Enzyme-linked immunosorbent assay for analysis of IL-8 and MCP-1

The BD OptEIA™ (BD Biosciences) human IL-8 and MCP-1 enzyme-linked immunosorbent assay (ELISA) kit was used for quantitative determination, as per the manufacturer’s instructions. The absorbance was measured at 450 nm within 30 min of stopping the reaction.

Determination of serum nitric oxide

Nitric oxide (NO) is degraded quickly into nitrite and nitrate, and therefore the serum nitrite concentration was determined using the Griess reaction as an indicator of NO. The Griess reagent (Sigma, St Louis, MO) was dissolved in 250 ml of nitrite-free water, and then 50 μl of reagent and an equal volume of the sample was added in an ELISA plate (Griener, Monroe, NC) and mixed immediately. After 30 min of incubation at room temperature, the absorbance was read at 540 nm.

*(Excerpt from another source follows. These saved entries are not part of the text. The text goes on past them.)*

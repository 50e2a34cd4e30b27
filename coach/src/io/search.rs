//! Search-provider seam for the web-search tool.
//!
//! [`SearchProvider`] isolates the tool layer from the concrete search
//! backend. The shipped implementation asks Gemini to ground a query with its
//! `google_search` tool and extracts the grounding references.

use anyhow::{Context, Result, bail};
use serde::Serialize;
use serde_json::Value;
use std::collections::HashSet;
use std::time::Duration;
use tracing::{debug, instrument};

const BASE_URL: &str = "https://generativelanguage.googleapis.com/v1beta/models";

/// One search result surfaced to the tool layer.
#[derive(Debug, Clone, PartialEq, Eq)]
pub struct SearchHit {
    pub title: String,
    pub description: String,
    pub url: String,
}

/// Abstraction over web-search backends.
///
/// Implementations may fail; the tool layer converts failures to a textual
/// result and never lets them reach the router.
pub trait SearchProvider {
    fn search(&self, query: &str, result_count: usize) -> Result<Vec<SearchHit>>;
}

/// Search backed by Gemini grounding metadata.
pub struct GroundedSearch {
    client: reqwest::blocking::Client,
    api_key: String,
    model: String,
}

impl GroundedSearch {
    pub fn new(api_key: impl Into<String>, model: impl Into<String>, timeout: Duration) -> Result<Self> {
        let client = reqwest::blocking::Client::builder()
            .timeout(timeout)
            .build()
            .context("build http client")?;
        Ok(Self {
            client,
            api_key: api_key.into(),
            model: model.into(),
        })
    }
}

impl SearchProvider for GroundedSearch {
    #[instrument(skip_all, fields(model = %self.model, result_count))]
    fn search(&self, query: &str, result_count: usize) -> Result<Vec<SearchHit>> {
        if self.api_key.trim().is_empty() {
            bail!("no API key configured (set GEMINI_API_KEY)");
        }
        let url = format!(
            "{BASE_URL}/{model}:generateContent?key={key}",
            model = self.model,
            key = self.api_key
        );
        let body = GroundedRequest {
            contents: vec![RequestContent {
                role: "user",
                parts: vec![RequestPart { text: query }],
            }],
            tools: vec![GroundingTool::default()],
        };

        let response = self
            .client
            .post(url)
            .json(&body)
            .send()
            .context("send grounded search request")?;

        let status = response.status();
        if !status.is_success() {
            let body = response
                .text()
                .unwrap_or_else(|_| "failed to read error body".to_string());
            bail!("grounded search returned {status}: {body}");
        }

        let payload: Value = response.json().context("parse grounded search response")?;
        let hits = extract_hits(&payload, result_count);
        debug!(hits = hits.len(), "grounded search completed");
        Ok(hits)
    }
}

/// Walk grounding chunks out of a `generateContent` response.
///
/// References are deduplicated by url and capped at `result_count`.
fn extract_hits(root: &Value, result_count: usize) -> Vec<SearchHit> {
    let mut seen = HashSet::new();
    let mut hits = Vec::new();

    let candidates = match root.get("candidates").and_then(Value::as_array) {
        Some(list) => list,
        None => return hits,
    };

    for candidate in candidates {
        let chunks = match candidate
            .get("groundingMetadata")
            .and_then(|meta| meta.get("groundingChunks"))
            .and_then(Value::as_array)
        {
            Some(list) => list,
            None => continue,
        };

        for chunk in chunks {
            let Some(web) = chunk.get("web") else {
                continue;
            };
            let Some(url) = web
                .get("uri")
                .or_else(|| web.get("url"))
                .and_then(Value::as_str)
            else {
                continue;
            };
            if !seen.insert(url.to_string()) {
                continue;
            }

            let title = web
                .get("title")
                .and_then(Value::as_str)
                .unwrap_or(url)
                .to_string();
            let description = web
                .get("snippet")
                .or_else(|| web.get("text"))
                .and_then(Value::as_str)
                .unwrap_or_default()
                .to_string();

            hits.push(SearchHit {
                title,
                description,
                url: url.to_string(),
            });
            if hits.len() >= result_count {
                return hits;
            }
        }
    }

    hits
}

#[derive(Debug, Serialize)]
struct GroundedRequest<'a> {
    contents: Vec<RequestContent<'a>>,
    tools: Vec<GroundingTool>,
}

#[derive(Debug, Serialize)]
struct RequestContent<'a> {
    role: &'a str,
    parts: Vec<RequestPart<'a>>,
}

#[derive(Debug, Serialize)]
struct RequestPart<'a> {
    text: &'a str,
}

#[derive(Debug, Default, Serialize)]
struct GroundingTool {
    google_search: GoogleSearchConfig,
}

#[derive(Debug, Default, Serialize)]
struct GoogleSearchConfig {}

The EnVision TM G/2 system/AP (DakoCytomation, Glostrup, Denmark) procedure for light microscopic immunohistochemistry (IHC) in dermal lesions and control tissues was performed. In brief, the tissue sections were deparaffinized and rehydrated followed by heat-induced epitope retrieval in 10 mm citrate buffer, pH 6, at 350 W for 15 min in a microwave oven. Endogenous peroxidase activity was quenched by immersion of the sections in methanol containing 2% H2O2 for 30 min, and non-specific binding was blocked by immersion of the sections in Tris buffered saline (TBS) containing 2% BSA. Single antigen staining was carried out with antibodies against myeloperoxidase (MPO; DakoCytomation) and IL-8 (Invitrogen), at dilutions of 1 : 600, and with antibody against inducible nitric oxide synthase (iNOS) (R&D systems, Minneapolis, MN), at a dilution of 1 : 300, in TBS for 45 min. All steps of the procedure were preceded by washes with TBS containing 0·05% Tween-20. After colour development with permanent red chromogen, the sections were counterstained with haematoxylin, dehydrated and mounted. Negative controls comprised omission of the primary antibody and its replacement with TBS.

Statistical analysis

The differences between experimental groups were analyzed using the Student’s paired and unpaired t-tests. All data are presented as mean ± SE and a difference in mean values was considered significant when the P-value was < 0·05. Correlations between continuous variables were evaluated using Spearman’s correlation test. To avoid the potential dependency between variables related to multiple lesions from the same individual, only one lesion (randomly selected) per patient was included in the statistical analysis.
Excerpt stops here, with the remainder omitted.